Lifeboats News Release

Penarth RNLI launched its Atlantic 85 lifeboat on Sunday (16 April) to reports of a vessel with engine failure two miles north east of the River Rhymney, drifting with one person on board.

The skipper of the casualty vessel was well prepared and able to give accurate coordinates for his position. There were a number of vessels in the immediate location, but radio contact was maintained with the vessel and the lifeboat's VHF direction finding equipment was able to help the volunteer crew pinpoint the casualty vessel quickly and accurately.

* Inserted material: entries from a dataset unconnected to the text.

//! Minimal owned XML tree.
//!
//! The style resolver and content translator are recursive tree walks, so
//! parts are parsed into a small owned DOM instead of being streamed. The
//! parser is built on `quick-xml` events; qualified names and attribute
//! values are kept verbatim (entities unescaped).

use crate::common::{Error, Result};
use quick_xml::events::Event;
use quick_xml::Reader;

/// A node of the parsed tree: an element or a text run.
#[derive(Debug, Clone, PartialEq)]
pub enum XmlNode {
    Element(XmlElement),
    Text(String),
}

/// An XML element with its qualified name, attributes, and children.
///
/// Attributes keep document order; lookups are linear, which is fine for the
/// handful of attributes office elements carry.
#[derive(Debug, Clone, PartialEq, Default)]
pub struct XmlElement {
    pub name: String,
    pub attributes: Vec<(String, String)>,
    pub children: Vec<XmlNode>,
}

impl XmlElement {
    pub fn new(name: impl Into<String>) -> Self {
        Self {
            name: name.into(),
            ..Default::default()
        }
    }

    /// Value of the attribute with the given qualified name.
    pub fn attribute(&self, name: &str) -> Option<&str> {
        self.attributes
            .iter()
            .find(|(k, _)| k == name)
            .map(|(_, v)| v.as_str())
    }

    /// Child elements, skipping text nodes.
    pub fn elements(&self) -> impl Iterator<Item = &XmlElement> {
        self.children.iter().filter_map(|node| match node {
            XmlNode::Element(e) => Some(e),
            XmlNode::Text(_) => None,
        })
    }

    /// First direct child element with the given qualified name.
    pub fn child(&self, name: &str) -> Option<&XmlElement> {
        self.elements().find(|e| e.name == name)
    }

    /// Concatenated text of this element's direct text children.
    pub fn text(&self) -> String {
        let mut out = String::new();
        for node in &self.children {
            if let XmlNode::Text(t) = node {
                out.push_str(t);
            }
        }
        out
    }
}

/// Parse an XML document and return its root element.
pub fn parse_document(bytes: &[u8]) -> Result<XmlElement> {
    let mut reader = Reader::from_reader(bytes);
    let mut buf = Vec::new();

    // The element currently being filled is the top of the stack.
    let mut stack: Vec<XmlElement> = Vec::new();
    let mut root: Option<XmlElement> = None;

    loop {
        match reader
            .read_event_into(&mut buf)
            .map_err(|e| Error::Xml(format!("XML parsing error: {e}")))?
        {
            Event::Start(ref e) => {
                stack.push(element_from_start(e)?);
            }
            Event::Empty(ref e) => {
                let elem = element_from_start(e)?;
                attach(&mut stack, &mut root, elem)?;
            }
            Event::End(_) => {
                let elem = stack
                    .pop()
                    .ok_or_else(|| Error::Xml("unbalanced end tag".to_string()))?;
                attach(&mut stack, &mut root, elem)?;
            }
            Event::Text(ref t) => {
                if let Some(parent) = stack.last_mut() {
                    let text = t
                        .unescape()
                        .map_err(|e| Error::Xml(format!("invalid text node: {e}")))?;
                    push_text(parent, &text);
                }
            }
            Event::CData(ref c) => {
                if let Some(parent) = stack.last_mut() {
                    let text = String::from_utf8_lossy(c).into_owned();
                    push_text(parent, &text);
                }
            }
            Event::Eof => break,
            _ => {}
        }
        buf.clear();
    }

    root.ok_or_else(|| Error::Xml("document has no root element".to_string()))
}

fn element_from_start(e: &quick_xml::events::BytesStart) -> Result<XmlElement> {
    let name = String::from_utf8_lossy(e.name().as_ref()).into_owned();
    let mut elem = XmlElement::new(name);
    for attr in e.attributes() {
        let attr = attr.map_err(|e| Error::Xml(format!("invalid attribute: {e}")))?;
        let key = String::from_utf8_lossy(attr.key.as_ref()).into_owned();
        let value = attr
            .unescape_value()
            .map_err(|e| Error::Xml(format!("invalid attribute value: {e}")))?
            .into_owned();
        elem.attributes.push((key, value));
    }
    Ok(elem)
}

fn attach(stack: &mut [XmlElement], root: &mut Option<XmlElement>, elem: XmlElement) -> Result<()> {
    match stack.last_mut() {
        Some(parent) => {
            parent.children.push(XmlNode::Element(elem));
            Ok(())
        }
        None if root.is_none() => {
            *root = Some(elem);
            Ok(())
        }
        None => Err(Error::Xml("multiple root elements".to_string())),
    }
}

fn push_text(parent: &mut XmlElement, text: &str) {
    // Merge adjacent text runs so the translator sees one node per run.
    if let Some(XmlNode::Text(prev)) = parent.children.last_mut() {
        prev.push_str(text);
    } else {
        parent.children.push(XmlNode::Text(text.to_string()));
    }
}
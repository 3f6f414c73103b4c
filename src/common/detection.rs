//! File format detection utilities.
//!
//! Detection is a priority-ordered trial sequence over container sniffers,
//! not a single signature check: ZIP-based formats are probed first (ODF by
//! mimetype, then OOXML by package structure), then CFB-based formats by
//! required-stream presence.

/// Magic number of a ZIP local file header.
pub const ZIP_SIGNATURE: [u8; 4] = [0x50, 0x4B, 0x03, 0x04];

/// Magic number of a Compound File Binary header.
pub const CFB_SIGNATURE: [u8; 8] = [0xD0, 0xCF, 0x11, 0xE0, 0xA1, 0xB1, 0x1A, 0xE1];

/// Concrete document variants this library can identify.
#[derive(Debug, Clone, Copy, PartialEq, Eq)]
pub enum FileType {
    /// OpenDocument Text (.odt)
    OdfText,
    /// OpenDocument Spreadsheet (.ods)
    OdfSpreadsheet,
    /// OpenDocument Presentation (.odp)
    OdfPresentation,
    /// Office Open XML package (.docx, .xlsx, .pptx), plain or decrypted
    OfficeOpenXml,
    /// Legacy Word document (.doc)
    LegacyWordDocument,
    /// Legacy PowerPoint presentation (.ppt)
    LegacyPowerpointPresentation,
    /// Legacy Excel worksheets (.xls)
    LegacyExcelWorksheets,
    /// A Compound File Binary container with no recognized payload
    CompoundFileBinary,
    /// Nothing recognized the bytes
    Unknown,
}

impl FileType {
    /// Legacy binary variants support detection only.
    pub fn is_legacy(&self) -> bool {
        matches!(
            self,
            FileType::LegacyWordDocument
                | FileType::LegacyPowerpointPresentation
                | FileType::LegacyExcelWorksheets
        )
    }

    pub fn is_odf(&self) -> bool {
        matches!(
            self,
            FileType::OdfText | FileType::OdfSpreadsheet | FileType::OdfPresentation
        )
    }
}

/// Per-sheet metadata reported for spreadsheet documents.
#[derive(Debug, Clone, PartialEq, Eq)]
pub struct EntryMeta {
    pub name: String,
    pub row_count: u32,
    pub column_count: u32,
}

/// Detection result for an opened file.
///
/// Re-derived after a successful decryption, at which point `encrypted`
/// flips to false and `entries` becomes available.
#[derive(Debug, Clone, PartialEq, Eq)]
pub struct FileMeta {
    pub file_type: FileType,
    pub encrypted: bool,
    pub entries: Vec<EntryMeta>,
}

/// Classify an ODF package by the content of its `mimetype` entry.
pub fn detect_odf_type(mimetype: &str) -> Option<FileType> {
    match mimetype.trim() {
        "application/vnd.oasis.opendocument.text" => Some(FileType::OdfText),
        "application/vnd.oasis.opendocument.spreadsheet" => Some(FileType::OdfSpreadsheet),
        "application/vnd.oasis.opendocument.presentation" => Some(FileType::OdfPresentation),
        _ => None,
    }
}

/// Cheap signature check for the ZIP sniffer.
pub fn has_zip_signature(bytes: &[u8]) -> bool {
    bytes.len() >= 4 && bytes[0..4] == ZIP_SIGNATURE
}

/// Cheap signature check for the CFB sniffer.
pub fn has_cfb_signature(bytes: &[u8]) -> bool {
    bytes.len() >= 8 && bytes[0..8] == CFB_SIGNATURE
}

#[cfg(test)]
mod tests {
    use super::*;

    #[test]
    fn test_odf_mimetypes() {
        assert_eq!(
            detect_odf_type("application/vnd.oasis.opendocument.text"),
            Some(FileType::OdfText)
        );
        assert_eq!(
            detect_odf_type("application/vnd.oasis.opendocument.spreadsheet\n"),
            Some(FileType::OdfSpreadsheet)
        );
        assert_eq!(detect_odf_type("application/zip"), None);
    }

    #[test]
    fn test_signatures() {
        assert!(has_zip_signature(b"PK\x03\x04rest"));
        assert!(!has_zip_signature(b"PK"));
        assert!(has_cfb_signature(&[
            0xD0, 0xCF, 0x11, 0xE0, 0xA1, 0xB1, 0x1A, 0xE1, 0x00
        ]));
        assert!(!has_cfb_signature(b"PK\x03\x04xxxx"));
    }

    #[test]
    fn test_legacy_classification() {
        assert!(FileType::LegacyWordDocument.is_legacy());
        assert!(!FileType::OfficeOpenXml.is_legacy());
        assert!(FileType::OdfSpreadsheet.is_odf());
        assert!(!FileType::CompoundFileBinary.is_odf());
    }
}
//! XML to HTML content translation for ODF documents.
//!
//! A recursive walk over the `office:body` tree driven by a static rule
//! table: elements are dropped, renamed to an HTML tag, or handed to a
//! custom translator. Elements without a rule pass their children through
//! with a warning instead of failing, so unfamiliar markup degrades to its
//! text content. Text nodes are HTML-escaped on the way out.

use crate::common::xml::{XmlElement, XmlNode};
use crate::translate::{escape_html, escape_style_name, TranslationContext};
use log::{debug, warn};
use phf::phf_map;
use std::fmt::Write as _;

/// Upper bound for `text:s` run expansion.
const MAX_SPACE_COUNT: usize = 4096;

/// Attributes that reference a style by name, in lookup order.
const STYLE_ATTRIBUTES: [&str; 4] = [
    "text:style-name",
    "table:style-name",
    "draw:style-name",
    "presentation:style-name",
];

struct TagRule {
    tag: &'static str,
    /// Fixed attributes always emitted on the open tag.
    attrs: &'static [(&'static str, &'static str)],
}

enum ElementRule {
    /// Skip the element and its subtree.
    Drop,
    /// Emit children only, no tag of our own.
    Children,
    /// Rename to an HTML tag, carrying the resolved class list.
    Tag(&'static TagRule),
    /// Hand-written translation.
    Custom(fn(&XmlElement, &mut TranslationContext)),
}

static ELEMENT_RULES: phf::Map<&'static str, ElementRule> = phf_map! {
    // Structure
    "office:body" => ElementRule::Children,
    "office:text" => ElementRule::Children,
    "office:spreadsheet" => ElementRule::Children,
    "office:presentation" => ElementRule::Children,
    "text:section" => ElementRule::Children,

    // Invisible bookkeeping
    "office:forms" => ElementRule::Drop,
    "office:annotation" => ElementRule::Drop,
    "text:sequence-decls" => ElementRule::Drop,
    "text:tracked-changes" => ElementRule::Drop,
    "table:covered-table-cell" => ElementRule::Drop,
    "table:named-expressions" => ElementRule::Drop,
    "table:calculation-settings" => ElementRule::Drop,

    // Plain renames
    "text:p" => ElementRule::Tag(&TagRule { tag: "p", attrs: &[] }),
    "text:span" => ElementRule::Tag(&TagRule { tag: "span", attrs: &[] }),
    "text:line-break" => ElementRule::Tag(&TagRule { tag: "br", attrs: &[] }),
    "text:list" => ElementRule::Tag(&TagRule { tag: "ul", attrs: &[] }),
    "text:list-item" => ElementRule::Tag(&TagRule { tag: "li", attrs: &[] }),
    "table:table-row" => ElementRule::Tag(&TagRule { tag: "tr", attrs: &[] }),
    "draw:page" => ElementRule::Tag(&TagRule { tag: "div", attrs: &[] }),
    "draw:frame" => ElementRule::Tag(&TagRule { tag: "div", attrs: &[] }),
    "draw:text-box" => ElementRule::Tag(&TagRule { tag: "div", attrs: &[] }),
    "table:table" => ElementRule::Custom(translate_table),

    // Custom behavior
    "text:h" => ElementRule::Custom(translate_heading),
    "text:s" => ElementRule::Custom(translate_spaces),
    "text:tab" => ElementRule::Custom(translate_tab),
    "text:a" => ElementRule::Custom(translate_link),
    "text:bookmark" => ElementRule::Custom(translate_bookmark),
    "text:bookmark-start" => ElementRule::Custom(translate_bookmark),
    "text:bookmark-end" => ElementRule::Drop,
    "table:table-column" => ElementRule::Custom(translate_column),
    "table:table-cell" => ElementRule::Custom(translate_cell),
};

/// Translate the body of a parsed `content.xml` root into the context.
pub fn translate_content(root: &XmlElement, ctx: &mut TranslationContext) {
    match root.child("office:body") {
        Some(body) => translate_element(body, ctx),
        None => warn!("content has no office:body element"),
    }
}

fn translate_element(elem: &XmlElement, ctx: &mut TranslationContext) {
    match ELEMENT_RULES.get(elem.name.as_str()) {
        Some(ElementRule::Drop) => {}
        Some(ElementRule::Children) => translate_children(elem, ctx),
        Some(ElementRule::Tag(rule)) => {
            open_tag(ctx, rule.tag, elem, rule.attrs);
            translate_children(elem, ctx);
            let _ = write!(ctx.output, "</{}>", rule.tag);
        }
        Some(ElementRule::Custom(f)) => f(elem, ctx),
        None => {
            warn!("no translation rule for {}, passing children through", elem.name);
            translate_children(elem, ctx);
        }
    }
}

fn translate_children(elem: &XmlElement, ctx: &mut TranslationContext) {
    for node in &elem.children {
        match node {
            XmlNode::Text(text) => ctx.write(&escape_html(text)),
            XmlNode::Element(child) => translate_element(child, ctx),
        }
    }
}

/// Emit `<tag class="..." fixed...>`, resolving the element's style
/// reference into a class list.
fn open_tag(
    ctx: &mut TranslationContext,
    tag: &str,
    elem: &XmlElement,
    fixed: &[(&str, &str)],
) {
    let class = class_attribute(elem, ctx);
    let _ = write!(ctx.output, "<{tag}");
    if let Some(class) = class {
        let _ = write!(ctx.output, " class=\"{}\"", escape_html(&class));
    }
    for (key, value) in fixed {
        let _ = write!(ctx.output, " {key}=\"{value}\"");
    }
    ctx.write(">");
}

/// Resolve the element's style-name attribute into a class list, if any.
fn class_attribute(elem: &XmlElement, ctx: &TranslationContext) -> Option<String> {
    let raw = STYLE_ATTRIBUTES
        .iter()
        .find_map(|attr| elem.attribute(attr))?;
    let name = escape_style_name(raw);
    match ctx.styles.class_list(&name) {
        Some(classes) => Some(classes),
        None => {
            warn!("unknown style reference: {raw}");
            None
        }
    }
}

fn translate_heading(elem: &XmlElement, ctx: &mut TranslationContext) {
    let level = elem
        .attribute("text:outline-level")
        .and_then(|v| v.trim().parse::<u8>().ok())
        .unwrap_or(1)
        .clamp(1, 6);
    let tag = format!("h{level}");
    open_tag(ctx, &tag, elem, &[]);
    translate_children(elem, ctx);
    let _ = write!(ctx.output, "</{tag}>");
}

fn translate_spaces(elem: &XmlElement, ctx: &mut TranslationContext) {
    // Malformed or negative counts fall back to a single space.
    let count = elem
        .attribute("text:c")
        .and_then(|v| v.trim().parse::<usize>().ok())
        .unwrap_or(1)
        .min(MAX_SPACE_COUNT);
    for _ in 0..count {
        ctx.write(" ");
    }
}

fn translate_tab(_elem: &XmlElement, ctx: &mut TranslationContext) {
    ctx.write("\t");
}

fn translate_link(elem: &XmlElement, ctx: &mut TranslationContext) {
    ctx.write("<a");
    match elem.attribute("xlink:href") {
        Some(href) => {
            let _ = write!(ctx.output, " href=\"{}\"", escape_html(href));
            // Fragment targets resolve against the bookmark anchors
            // emitted below.
            if href.starts_with('#') {
                ctx.write(" target=\"_self\"");
            }
        }
        None => warn!("hyperlink without target"),
    }
    ctx.write(">");
    translate_children(elem, ctx);
    ctx.write("</a>");
}

fn translate_bookmark(elem: &XmlElement, ctx: &mut TranslationContext) {
    match elem.attribute("text:name") {
        Some(name) => {
            let _ = write!(ctx.output, "<a id=\"{}\"></a>", escape_html(name));
        }
        None => {
            warn!("bookmark without name");
            ctx.write("<a></a>");
        }
    }
}

fn translate_table(elem: &XmlElement, ctx: &mut TranslationContext) {
    // Each sheet counts against the configured entry window.
    let selected = ctx.entry_selected();
    ctx.current_entry += 1;
    if !selected {
        return;
    }
    open_tag(ctx, "table", elem, &[("cellspacing", "0"), ("cellpadding", "0")]);
    translate_children(elem, ctx);
    ctx.write("</table>");
}

fn translate_column(elem: &XmlElement, ctx: &mut TranslationContext) {
    if let Some(repeated) = elem.attribute("table:number-columns-repeated") {
        debug!("column repeat count {repeated} not expanded");
    }
    open_tag(ctx, "col", elem, &[]);
}

fn translate_cell(elem: &XmlElement, ctx: &mut TranslationContext) {
    let mut spans: Vec<(&str, &str)> = Vec::new();
    if let Some(cols) = elem.attribute("table:number-columns-spanned") {
        spans.push(("colspan", cols));
    }
    if let Some(rows) = elem.attribute("table:number-rows-spanned") {
        spans.push(("rowspan", rows));
    }
    if let Some(repeated) = elem.attribute("table:number-columns-repeated") {
        debug!("cell repeat count {repeated} not expanded");
    }
    open_tag(ctx, "td", elem, &spans);
    translate_children(elem, ctx);
    ctx.write("</td>");
}

#[cfg(test)]
mod tests {
    use super::*;
    use crate::common::xml::parse_document;
    use crate::translate::HtmlConfig;

    fn translate(xml: &str) -> String {
        translate_with(xml, HtmlConfig::default()).output
    }

    fn translate_with(xml: &str, config: HtmlConfig) -> TranslationContext {
        let root = parse_document(xml.as_bytes()).unwrap();
        let mut ctx = TranslationContext::new(config);
        ctx.styles.insert("P1".to_string(), vec!["Standard".to_string()]);
        translate_content(&root, &mut ctx);
        ctx
    }

    #[test]
    fn test_paragraph_with_class_and_escaped_text() {
        let html = translate(
            r#"<office:document-content><office:body><office:text>
              <text:p text:style-name="P1">a &lt; b</text:p>
            </office:text></office:body></office:document-content>"#,
        );
        assert!(html.contains(r#"<p class="Standard P1">a &lt; b</p>"#));
    }

    #[test]
    fn test_unknown_style_reference_drops_class() {
        let html = translate(
            r#"<office:document-content><office:body><office:text>
              <text:p text:style-name="Nope">x</text:p>
            </office:text></office:body></office:document-content>"#,
        );
        assert!(html.contains("<p>x</p>"));
    }

    #[test]
    fn test_unknown_element_passes_children_through() {
        let html = translate(
            r#"<office:document-content><office:body><office:text>
              <text:p><text:ruby><text:ruby-base>kept</text:ruby-base></text:ruby></text:p>
            </office:text></office:body></office:document-content>"#,
        );
        assert!(html.contains("<p>kept</p>"));
    }

    #[test]
    fn test_heading_level_clamped() {
        let html = translate(
            r#"<office:document-content><office:body><office:text>
              <text:h text:outline-level="2">two</text:h>
              <text:h text:outline-level="9">nine</text:h>
              <text:h>default</text:h>
            </office:text></office:body></office:document-content>"#,
        );
        assert!(html.contains("<h2>two</h2>"));
        assert!(html.contains("<h6>nine</h6>"));
        assert!(html.contains("<h1>default</h1>"));
    }

    #[test]
    fn test_spaces_links_and_bookmarks() {
        let html = translate(
            r##"<office:document-content><office:body><office:text>
              <text:p><text:bookmark text:name="mark"/><text:s text:c="3"/><text:a xlink:href="#mark">go</text:a></text:p>
            </office:text></office:body></office:document-content>"##,
        );
        assert!(html.contains(r#"<a id="mark"></a>"#));
        assert!(html.contains(r##"</a>   <a href="#mark" target="_self">go</a>"##));
    }

    #[test]
    fn test_space_count_is_clamped() {
        let html = translate(
            r#"<office:document-content><office:body><office:text>
              <text:p><text:s text:c="999999999"/></text:p>
            </office:text></office:body></office:document-content>"#,
        );
        let p = html.split("<p>").nth(1).unwrap();
        assert!(p.starts_with(&" ".repeat(MAX_SPACE_COUNT)));
        assert!(!p.starts_with(&" ".repeat(MAX_SPACE_COUNT + 1)));
    }

    #[test]
    fn test_nameless_bookmark_and_bare_link_still_open_anchors() {
        let html = translate(
            r#"<office:document-content><office:body><office:text>
              <text:p><text:bookmark/><text:a>dangling</text:a></text:p>
            </office:text></office:body></office:document-content>"#,
        );
        assert!(html.contains("<p><a></a><a>dangling</a></p>"));
    }

    #[test]
    fn test_table_cells_with_spans() {
        let html = translate(
            r#"<office:document-content><office:body><office:spreadsheet>
              <table:table table:name="Sheet1">
                <table:table-column table:number-columns-repeated="2"/>
                <table:table-row>
                  <table:table-cell table:number-columns-spanned="2" table:number-rows-spanned="3">
                    <text:p>wide</text:p>
                  </table:table-cell>
                  <table:covered-table-cell/>
                </table:table-row>
              </table:table>
            </office:spreadsheet></office:body></office:document-content>"#,
        );
        assert!(html.contains(r#"<td colspan="2" rowspan="3">"#));
        assert!(html.contains("<tr>"));
        assert!(!html.contains("covered"));
    }

    #[test]
    fn test_sheet_entry_window() {
        let sheets = r#"<office:document-content><office:body><office:spreadsheet>
          <table:table table:name="A"><table:table-row><table:table-cell><text:p>first</text:p></table:table-cell></table:table-row></table:table>
          <table:table table:name="B"><table:table-row><table:table-cell><text:p>second</text:p></table:table-cell></table:table-row></table:table>
        </office:spreadsheet></office:body></office:document-content>"#;

        let all = translate_with(sheets, HtmlConfig::default());
        assert!(all.output.contains("first") && all.output.contains("second"));

        let second_only = translate_with(
            sheets,
            HtmlConfig {
                entry_offset: 1,
                entry_count: 1,
                editable: false,
            },
        );
        assert!(!second_only.output.contains("first"));
        assert!(second_only.output.contains("second"));
    }
}
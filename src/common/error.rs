//! Unified error types for pomelo.
//!
//! This module provides a single error type spanning container probing,
//! decryption, and translation, presenting a consistent API to users.
use thiserror::Error;

/// Main error type for pomelo operations.
#[derive(Error, Debug)]
pub enum Error {
    /// IO error
    #[error("IO error: {0}")]
    Io(#[from] std::io::Error),

    /// No sniffer recognized the byte stream
    #[error("not a recognized office document")]
    UnknownFormat,

    /// A container probe was run against the wrong container type.
    ///
    /// This is a soft signal: the detector catches it and falls through to
    /// the next sniffer. It only escapes when every sniffer has been tried.
    #[error("not a {0} container")]
    FormatMismatch(&'static str),

    /// Key verification failed; the caller may retry with another password
    #[error("wrong password")]
    WrongPassword,

    /// Operation not available for this document variant
    #[error("unsupported operation: {0}")]
    UnsupportedOperation(&'static str),

    /// Encryption descriptor names an algorithm we do not implement
    #[error("unsupported algorithm: {0}")]
    UnsupportedAlgorithm(String),

    /// Required stream or attribute missing where the format mandates it
    #[error("malformed structure: {0}")]
    MalformedStructure(String),

    /// XML parsing error
    #[error("XML error: {0}")]
    Xml(String),

    /// ZIP archive error
    #[error("ZIP error: {0}")]
    Zip(String),

    /// Compound file error
    #[error("compound file error: {0}")]
    Cfb(String),
}

/// Result type for pomelo operations.
pub type Result<T> = std::result::Result<T, Error>;

impl Error {
    /// Whether the caller may meaningfully retry the failed operation
    /// (currently only true for a failed password check).
    pub fn is_recoverable(&self) -> bool {
        matches!(self, Error::WrongPassword)
    }
}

A lifeboat crew member was put on board and a tow was established before the vessel was towed three miles in to Cardiff Barrage, where it was met by HM Coastguard.

Jen Payne, Penarth RNLI volunteer Helm, said: 'We would like to praise the skipper of the casualty vessel, who demonstrated both a good level of seamanship and high standard of equipment on board. 

'By passing accurate information clearly over his VHF radio we were able to help him quickly and efficiently.

'We would encourage all skippers and their crews to regularly practice safety drills, make sure they have the appropriate level of training before taking to the water, always wear a well sized, properly fastened and well maintained lifejacket or buoyancy aid and carry the appropriate means of calling for help should something go wrong. 

'All vessels are encouraged to use the CG66 form (UK) or the SafeTrx app (RoI) and give the coastguard passage information. You should also inform someone ashore of your passage plan, your return time and how to contact the coastguard and what to tell them if you are overdue.

'Knowing where you are is also an advantage. By keeping your charts up to date and learning basic navigations skills, you will decrease your chances of going aground on sandbanks or rocks.'

For more safety information visit the RNLI website at

Notes to editors:

The attached picture shows Penarth RNLI's Atlantic 85 class lifeboat with the stricken yacht in tow.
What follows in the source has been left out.